Now that's the meat I've been looking for. Very informative.


The best thing you can do for promoting your book is to step OUTSIDE the official channels to sell to alternate markets they aren't reaching.
Now that I know more about what those channels are, I can.


That marketing plan was held up to the publisher as a model for other authors to follow, and we've been asked if they can submit it to others of their authors. Our efforts doubled our sales run due to distributor orders and end buyer pre-orders.

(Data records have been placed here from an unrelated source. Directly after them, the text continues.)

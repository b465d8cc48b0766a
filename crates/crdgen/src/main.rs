use kube::CustomResourceExt as _;
use harbor_cluster::api::v1alpha1::{
    ChartMuseum, Core, JobService, NotaryServer, NotarySigner, Platform, PlatformConfiguration, PlatformProject,
    Portal, ProjectBinding, Registry, RegistryController, Scanner, ServerConfiguration,
};

fn main() -> Result<(), serde_yaml::Error> {
    let crds = [
        Platform::crd(),
        Core::crd(),
        Registry::crd(),
        RegistryController::crd(),
        JobService::crd(),
        Portal::crd(),
        ChartMuseum::crd(),
        Scanner::crd(),
        NotaryServer::crd(),
        NotarySigner::crd(),
        ServerConfiguration::crd(),
        ProjectBinding::crd(),
        PlatformProject::crd(),
        PlatformConfiguration::crd(),
    ];
    for (i, crd) in crds.iter().enumerate() {
        if i > 0 {
            println!("---");
        }
        print!("{}", serde_yaml::to_string(crd)?);
    }
    Ok(())
}
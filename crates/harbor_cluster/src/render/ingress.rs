//! Ingress objects exposing core, portal, registry and notary on the public URLs.

use std::collections::BTreeMap;

use k8s_openapi::api::networking::v1::{
    HTTPIngressPath, HTTPIngressRuleValue, IngressBackend, IngressRule, IngressServiceBackend,
    IngressSpec, IngressTLS, ServiceBackendPort,
};

use super::*;

/// Host part of a public URL, without scheme, port or path.
pub fn url_host(url: &str) -> String {
    let rest = url.split_once("://").map(|(_, rest)| rest).unwrap_or(url);
    let authority = rest.split('/').next().unwrap_or_default();
    authority
        .rsplit_once(':')
        .map(|(host, _)| host)
        .unwrap_or(authority)
        .to_string()
}

pub struct IngressParams<'a> {
    pub public_url: &'a str,
    pub tls_secret: Option<&'a str>,
    pub class_name: Option<&'a str>,
}

fn path(prefix: &str, service: &str, port: &str) -> HTTPIngressPath {
    HTTPIngressPath {
        path: Some(prefix.to_string()),
        path_type: "Prefix".to_string(),
        backend: IngressBackend {
            service: Some(IngressServiceBackend {
                name: service.to_string(),
                port: Some(ServiceBackendPort {
                    name: Some(port.to_string()),
                    number: None,
                }),
            }),
            ..Default::default()
        },
    }
}

fn ingress(mut meta: ObjectMeta, params: &IngressParams, paths: Vec<HTTPIngressPath>) -> Ingress {
    let host = url_host(params.public_url);
    let mut annotations = BTreeMap::from([(
        "nginx.ingress.kubernetes.io/proxy-body-size".to_string(),
        "0".to_string(),
    )]);
    if params.tls_secret.is_some() {
        annotations.insert(
            "nginx.ingress.kubernetes.io/ssl-redirect".to_string(),
            "true".to_string(),
        );
    }
    meta.annotations = Some(annotations);

    Ingress {
        metadata: meta,
        spec: Some(IngressSpec {
            ingress_class_name: params.class_name.map(String::from),
            tls: params.tls_secret.map(|secret| {
                vec![IngressTLS {
                    hosts: Some(vec![host.clone()]),
                    secret_name: Some(secret.to_string()),
                }]
            }),
            rules: Some(vec![IngressRule {
                host: Some(host),
                http: Some(HTTPIngressRuleValue { paths }),
            }]),
            ..Default::default()
        }),
        ..Default::default()
    }
}

/// Services backing the main ingress.
pub struct CoreBackends<'a> {
    pub core: &'a str,
    pub portal: &'a str,
    pub registry: &'a str,
    pub with_chartmuseum: bool,
}

/// Routes the API, token service and registry v2 API to their services and
/// everything else to the portal.
pub fn core_ingress(meta: ObjectMeta, params: &IngressParams, backends: &CoreBackends) -> Ingress {
    let mut paths = vec![
        path("/api/", backends.core, "http"),
        path("/service/", backends.core, "http"),
        path("/v2", backends.registry, "http"),
        path("/c/", backends.core, "http"),
    ];
    if backends.with_chartmuseum {
        paths.push(path("/chartrepo/", backends.core, "http"));
    }
    paths.push(path("/", backends.portal, "http"));
    ingress(meta, params, paths)
}

pub fn notary_ingress(meta: ObjectMeta, params: &IngressParams, notary_service: &str) -> Ingress {
    ingress(meta, params, vec![path("/", notary_service, "https")])
}

#[cfg(test)]
mod tests {
    use super::*;

    fn meta() -> ObjectMeta {
        ObjectMeta {
            name: Some("harbor-core".to_string()),
            namespace: Some("registry".to_string()),
            ..Default::default()
        }
    }

    #[test]
    fn host_is_extracted_from_url() {
        assert_eq!(url_host("https://harbor.example.com"), "harbor.example.com");
        assert_eq!(url_host("http://harbor.example.com:8080/path"), "harbor.example.com");
        assert_eq!(url_host("harbor.local"), "harbor.local");
    }

    #[test]
    fn core_ingress_routes_by_prefix() {
        let params = IngressParams {
            public_url: "https://harbor.example.com",
            tls_secret: Some("harbor-tls"),
            class_name: Some("nginx"),
        };
        let backends = CoreBackends {
            core: "harbor-core",
            portal: "harbor-portal",
            registry: "harbor-registry",
            with_chartmuseum: false,
        };
        let ingress = core_ingress(meta(), &params, &backends);
        let spec = ingress.spec.unwrap();
        assert_eq!(spec.ingress_class_name.as_deref(), Some("nginx"));
        assert_eq!(spec.tls.unwrap()[0].secret_name.as_deref(), Some("harbor-tls"));

        let rule = &spec.rules.unwrap()[0];
        assert_eq!(rule.host.as_deref(), Some("harbor.example.com"));
        let routes: Vec<(String, String)> = rule
            .http
            .as_ref()
            .unwrap()
            .paths
            .iter()
            .map(|p| {
                (
                    p.path.clone().unwrap(),
                    p.backend.service.as_ref().unwrap().name.clone(),
                )
            })
            .collect();
        assert!(routes.contains(&("/v2".to_string(), "harbor-registry".to_string())));
        assert!(routes.contains(&("/api/".to_string(), "harbor-core".to_string())));
        assert_eq!(routes.last().unwrap(), &("/".to_string(), "harbor-portal".to_string()));
        assert!(!routes.iter().any(|(p, _)| p == "/chartrepo/"));
    }

    #[test]
    fn plain_http_has_no_tls_section() {
        let params = IngressParams {
            public_url: "http://notary.example.com",
            tls_secret: None,
            class_name: None,
        };
        let ingress = notary_ingress(meta(), &params, "harbor-notary-server");
        let spec = ingress.spec.unwrap();
        assert!(spec.tls.is_none());
        assert!(spec.ingress_class_name.is_none());
        let annotations = ingress.metadata.annotations.unwrap();
        assert!(!annotations.contains_key("nginx.ingress.kubernetes.io/ssl-redirect"));
    }

    #[test]
    fn notary_ingress_routes_everything_to_the_server() {
        let params = IngressParams {
            public_url: "https://notary.example.com",
            tls_secret: Some("notary-tls"),
            class_name: None,
        };
        let ingress = notary_ingress(meta(), &params, "harbor-notary-server");
        assert_json_diff::assert_json_include!(
            actual: serde_json::to_value(&ingress).unwrap(),
            expected: serde_json::json!({
                "spec": {
                    "tls": [{"hosts": ["notary.example.com"], "secretName": "notary-tls"}],
                    "rules": [{
                        "host": "notary.example.com",
                        "http": {"paths": [{
                            "path": "/",
                            "pathType": "Prefix",
                            "backend": {"service": {"name": "harbor-notary-server", "port": {"name": "https"}}}
                        }]}
                    }]
                }
            })
        );
    }
}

Then I'm definitely interested in it.



Usually, in the galley stage, you can ask for a certain number of ARCs that you can send out yourself.
Planning on it.


Go to conferences. Very often, representatives for the booksellers attend and are happy to meet with authors. THAT'S where you can interest them with a sell sheet.
More meat. Yum!


Just a few thoughts. But I really wouldn't jump in the middle of the publisher/distributor/bookseller dance.
Like I said, I'm interested in helping, not getting in the way. Thanks for the info. I'd appreciate that link if you've found it, too.

Cathy C
06-25-2005, 02:03 AM
Here's the link. It's about half-way down the page.


http://absolutewrite.com/forums/showthread.php?t=13586

LloydBrown
06-25-2005, 07:46 AM
Here's the link. It's about half-way down the page.


http://absolutewrite.com/forums/showthread.php?t=13586

That's outstanding.

jdkiggins
06-25-2005, 06:55 PM
Once again, Cathy, you have given some great advice and information here.

It always helps to hear from one who has several books in print and knows the process. Thanks!